Stored items:
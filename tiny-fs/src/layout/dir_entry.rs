use std::borrow::Cow;

use binrw::binrw;

const NAME_MAX_LEN: usize = 27;

/// 文件系统项的元信息
#[binrw]
#[brw(little)]
#[derive(Debug, Default, Clone, PartialEq, Eq)]
pub struct DirEntry {
    inode: u32,
    // 最后一字节留给 \0
    name: [u8; NAME_MAX_LEN + 1],
}

impl DirEntry {
    /// 元信息大小恒为32字节
    pub const SIZE: usize = 32;
    /// 名字字段在记录内的偏移
    pub const NAME_OFFSET: usize = 4;

    /// 过长的名字会在字符边界上截断到 [`NAME_MAX_LEN`] 字节以内
    #[inline]
    pub fn new(name: &str, inode: u32) -> Self {
        let bytes = Self::truncate(name).as_bytes();
        let mut name = [0; NAME_MAX_LEN + 1];
        name[..bytes.len()].copy_from_slice(bytes);

        Self { inode, name }
    }

    /// 墓碑：全零的目录项
    #[inline]
    pub fn tombstone() -> Self {
        Self::default()
    }

    pub fn truncate(name: &str) -> &str {
        if name.len() <= NAME_MAX_LEN {
            return name;
        }
        let end = (0..=NAME_MAX_LEN)
            .rev()
            .find(|&i| name.is_char_boundary(i))
            .unwrap_or(0);
        &name[..end]
    }

    pub fn name(&self) -> Cow<'_, str> {
        let len = self
            .name
            .iter()
            .position(|&c| c == 0)
            .unwrap_or(NAME_MAX_LEN);
        String::from_utf8_lossy(&self.name[..len])
    }

    /// 名字字段的原始字节，包括末尾的 \0 填充
    #[inline]
    pub fn raw_name(&self) -> &[u8] {
        &self.name
    }

    #[inline]
    pub fn inode(&self) -> u32 {
        self.inode
    }

    #[inline]
    pub fn is_tombstone(&self) -> bool {
        self.name[0] == 0
    }

    /// `.` 或 `..`
    #[inline]
    pub fn is_dot(&self) -> bool {
        let name = self.name();
        name == "." || name == ".."
    }
}

#[cfg(test)]
mod tests {
    use super::*;
    use crate::layout::OnDisk;

    #[test]
    fn layout() {
        let entry = DirEntry::new("home", 3);
        let bytes = entry.encode().unwrap();
        assert_eq!(&bytes[..4], &3u32.to_le_bytes());
        assert_eq!(&bytes[4..8], b"home");
        assert!(bytes[8..].iter().all(|&b| b == 0));
        assert_eq!(DirEntry::decode(&bytes).unwrap(), entry);
    }

    #[test]
    fn long_names_are_truncated() {
        let long = "abcdefghijklmnopqrstuvwxyz0123456789";
        let entry = DirEntry::new(long, 1);
        assert_eq!(entry.name(), &long[..27]);
        assert_eq!(entry.raw_name()[27], 0);

        // 不会截断在多字节字符中间
        let wide = "ééééééééééééééé";
        assert_eq!(DirEntry::new(wide, 1).name(), "ééééééééééééé");
    }

    #[test]
    fn tombstones_and_dots() {
        assert!(DirEntry::tombstone().is_tombstone());
        assert!(!DirEntry::new(".", 0).is_tombstone());
        assert!(DirEntry::new(".", 0).is_dot());
        assert!(DirEntry::new("..", 0).is_dot());
        assert!(!DirEntry::new("...", 0).is_dot());
    }
}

**EXERCISE:** The records above must be restated. Preserve every word.

**RESPONSE:**
filename tiny-fs/src/layout/dir_entry.rs
use std::borrow::Cow;

use binrw::binrw;

const NAME_MAX_LEN: usize = 27;

/// 文件系统项的元信息
#[binrw]
#[brw(little)]
#[derive(Debug, Default, Clone, PartialEq, Eq)]
pub struct DirEntry {
    inode: u32,
    // 最后一字节留给 \0
    name: [u8; NAME_MAX_LEN + 1],
}

impl DirEntry {
    /// 元信息大小恒为32字节
    pub const SIZE: usize = 32;
    /// 名字字段在记录内的偏移
    pub const NAME_OFFSET: usize = 4;

    /// 过长的名字会在字符边界上截断到 [`NAME_MAX_LEN`] 字节以内
    #[inline]
    pub fn new(name: &str, inode: u32) -> Self {
        let bytes = Self::truncate(name).as_bytes();
        let mut name = [0; NAME_MAX_LEN + 1];
        name[..bytes.len()].copy_from_slice(bytes);

        Self { inode, name }
    }

    /// 墓碑：全零的目录项
    #[inline]
    pub fn tombstone() -> Self {
        Self::default()
    }

    pub fn truncate(name: &str) -> &str {
        if name.len() <= NAME_MAX_LEN {
            return name;
        }
        let end = (0..=NAME_MAX_LEN)
            .rev()
            .find(|&i| name.is_char_boundary(i))
            .unwrap_or(0);
        &name[..end]
    }

    pub fn name(&self) -> Cow<'_, str> {
        let len = self
            .name
            .iter()
            .position(|&c| c == 0)
            .unwrap_or(NAME_MAX_LEN);
        String::from_utf8_lossy(&self.name[..len])
    }

    /// 名字字段的原始字节，包括末尾的 \0 填充
    #[inline]
    pub fn raw_name(&self) -> &[u8] {
        &self.name
    }

    #[inline]
    pub fn inode(&self) -> u32 {
        self.inode
    }

    #[inline]
    pub fn is_tombstone(&self) -> bool {
        self.name[0] == 0
    }

    /// `.` 或 `..`
    #[inline]
    pub fn is_dot(&self) -> bool {
        let name = self.name();
        name == "." || name == ".."
    }
}

#[cfg(test)]
mod tests {
    use super::*;
    use crate::layout::OnDisk;

    #[test]
    fn layout() {
        let entry = DirEntry::new("home", 3);
        let bytes = entry.encode().unwrap();
        assert_eq!(&bytes[..4], &3u32.to_le_bytes());
        assert_eq!(&bytes[4..8], b"home");
        assert!(bytes[8..].iter().all(|&b| b == 0));
        assert_eq!(DirEntry::decode(&bytes).unwrap(), entry);
    }

    #[test]
    fn long_names_are_truncated() {
        let long = "abcdefghijklmnopqrstuvwxyz0123456789";
        let entry = DirEntry::new(long, 1);
        assert_eq!(entry.name(), &long[..27]);
        assert_eq!(entry.raw_name()[27], 0);

        // 不会截断在多字节字符中间
        let wide = "ééééééééééééééé";
        assert_eq!(DirEntry::new(wide, 1).name(), "ééééééééééééé");
    }

    #[test]
    fn tombstones_and_dots() {
        assert!(DirEntry::tombstone().is_tombstone());
        assert!(!DirEntry::new(".", 0).is_tombstone());
        assert!(DirEntry::new(".", 0).is_dot());
        assert!(DirEntry::new("..", 0).is_dot());
        assert!(!DirEntry::new("...", 0).is_dot());
    }
}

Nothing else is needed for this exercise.